Check out our MCG loans: from Bodyline and Bradman to Lillee, Border and Waugh. The Australian Gallery of Sport and Olympic Museum have also provided some extraordinary items such as memorabilia from the likes of soccer great Johnny Warren; objects belonging to rugby league legends like Dally Messenger. And with the Rugby World Cup just around the corner, we’ve added a touch of the Rah Rah including items like John Eales’ Wallaby coat and Mark Ella’s Australian blazer.
Bats, balls, bows, bullets; Sports gear meets the space age
Tennis, shooting, archery and javelin are just some of the many sports that involve propelling or capturing a ball, bullet, arrow or other projectile. Find out in this section how the specialised equipment used in these sports has dramatically changed over the years in design and materials — with resulting improvements in performance.
You’ll never be so close to; Simon Fairweather’s bow and arrow; or Russell Mark’s Beretta. Then there’s loans from such stars as Beach Volleyballer Kerrie Potthurst, Hockey star Claire Mitchell-Taverner and Squash sensation Sara Fitzgerald.
Outdoors; Sports in the elements
Wind in your face, racing through water and snow, wheels on the road, soaring through the air – experiencing the natural environment is an important part of the appeal of many sports. Some of these activities have long traditions; others were born yesterday and challenge conventions.
Extreme gear includes “Jawa Speedway” motorcycle; a 12 metre kitesurfing kite; the outrigger (skiing crutch) of ski legend, Michael Milton; skate art by David Griggs; skating suit of Gold medallist, Steven Bradbury and Alisa Camplin’s ski’s.
Heroes and legends; and your personal best
The finale of the exhibition is Heroes and Legends. What makes a sporting hero or legend? Why are some performances – and personalities – celebrated while others are overlooked or forgotten?

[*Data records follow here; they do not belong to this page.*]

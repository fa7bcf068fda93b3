//! Model collaborator traits
//!
//! The graph is an orchestration layer, not an LLM client: the core exposes a
//! [`ChatModel`] trait (messages in, an assistant message out, possibly
//! carrying tool-call requests) and callers implement it for their provider.
//! Implementations must fail explicitly - a transport or auth problem is an
//! `Err`, never a silently empty response.
//!
//! # Example implementation
//!
//! ```rust,ignore
//! use gully_graph::llm::{ChatModel, ChatRequest, ChatResponse};
//! use gully_graph::error::{GraphError, Result};
//! use async_trait::async_trait;
//!
//! struct MyProvider { endpoint: String }
//!
//! #[async_trait]
//! impl ChatModel for MyProvider {
//!     async fn chat(&self, request: ChatRequest) -> Result<ChatResponse> {
//!         // 1. Convert messages to the provider's wire format
//!         // 2. Make the call
//!         // 3. Map transport/auth failures to GraphError::Model
//!         // 4. Convert the reply back to a Message
//!         todo!()
//!     }
//! }
//! ```

use crate::error::Result;
use crate::messages::Message;
use async_trait::async_trait;
use serde::{Deserialize, Serialize};
use serde_json::Value;

/// Definition of a tool the model may call: name, description, and a JSON
/// Schema for its arguments.
#[derive(Debug, Clone, Serialize, Deserialize)]
pub struct ToolDefinition {
    /// Unique tool name
    pub name: String,

    /// What the tool does; the model uses this to decide when to call it
    pub description: String,

    /// JSON Schema describing the arguments
    #[serde(skip_serializing_if = "Option::is_none")]
    pub parameters: Option<Value>,
}

impl ToolDefinition {
    /// Create a new tool definition with name and description.
    pub fn new(name: impl Into<String>, description: impl Into<String>) -> Self {
        Self {
            name: name.into(),
            description: description.into(),
            parameters: None,
        }
    }

    /// Add a JSON Schema for the tool's parameters.
    pub fn with_parameters(mut self, parameters: Value) -> Self {
        self.parameters = Some(parameters);
        self
    }
}

/// A chat request: ordered message history plus the tools bound for this call.
#[derive(Debug, Clone, Default)]
pub struct ChatRequest {
    /// Ordered conversation, system message first
    pub messages: Vec<Message>,

    /// Tools the model may call
    pub tools: Vec<ToolDefinition>,

    /// Sampling temperature
    pub temperature: Option<f32>,

    /// Response token budget
    pub max_tokens: Option<u32>,
}

impl ChatRequest {
    /// Create a request from a message history.
    pub fn new(messages: Vec<Message>) -> Self {
        Self {
            messages,
            ..Self::default()
        }
    }

    /// Bind tools to this request.
    pub fn with_tools(mut self, tools: Vec<ToolDefinition>) -> Self {
        self.tools = tools;
        self
    }

    /// Set the sampling temperature.
    pub fn with_temperature(mut self, temperature: f32) -> Self {
        self.temperature = Some(temperature);
        self
    }

    /// Set the response token budget.
    pub fn with_max_tokens(mut self, max_tokens: u32) -> Self {
        self.max_tokens = Some(max_tokens);
        self
    }
}

/// Token accounting reported by a provider.
#[derive(Debug, Clone, Serialize, Deserialize)]
pub struct UsageMetadata {
    pub input_tokens: u32,
    pub output_tokens: u32,
    pub total_tokens: u32,
}

/// A complete model reply.
#[derive(Debug, Clone)]
pub struct ChatResponse {
    /// The assistant message, optionally carrying tool-call requests
    pub message: Message,

    /// Token usage, if the provider reports it
    pub usage: Option<UsageMetadata>,
}

impl ChatResponse {
    /// Create a response wrapping an assistant message.
    pub fn new(message: Message) -> Self {
        Self {
            message,
            usage: None,
        }
    }

    /// Attach usage metadata.
    pub fn with_usage(mut self, usage: UsageMetadata) -> Self {
        self.usage = Some(usage);
        self
    }
}

/// Chat-capable language model.
///
/// Implementations must be `Send + Sync`; the graph shares the model across
/// nodes behind an `Arc<dyn ChatModel>`.
#[async_trait]
pub trait ChatModel: Send + Sync {
    /// Generate a complete reply from the request's messages and bound tools.
    ///
    /// Transport, auth, and quota failures must surface as
    /// [`GraphError::Model`](crate::error::GraphError::Model).
    async fn chat(&self, request: ChatRequest) -> Result<ChatResponse>;

    /// Check whether the provider is reachable. Defaults to available.
    async fn is_available(&self) -> Result<bool> {
        Ok(true)
    }
}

Not all heroes of Australian sport are household names – some are not even players. They are the people who help make sport happen in the community, who support the elite athlete of tomorrow and who volunteer their time coaching, refereeing and organising others. They are the unsung heroes of Australian sport. In this section you will discover the Forest of Fame housing six Legends and three Unsung Heroes.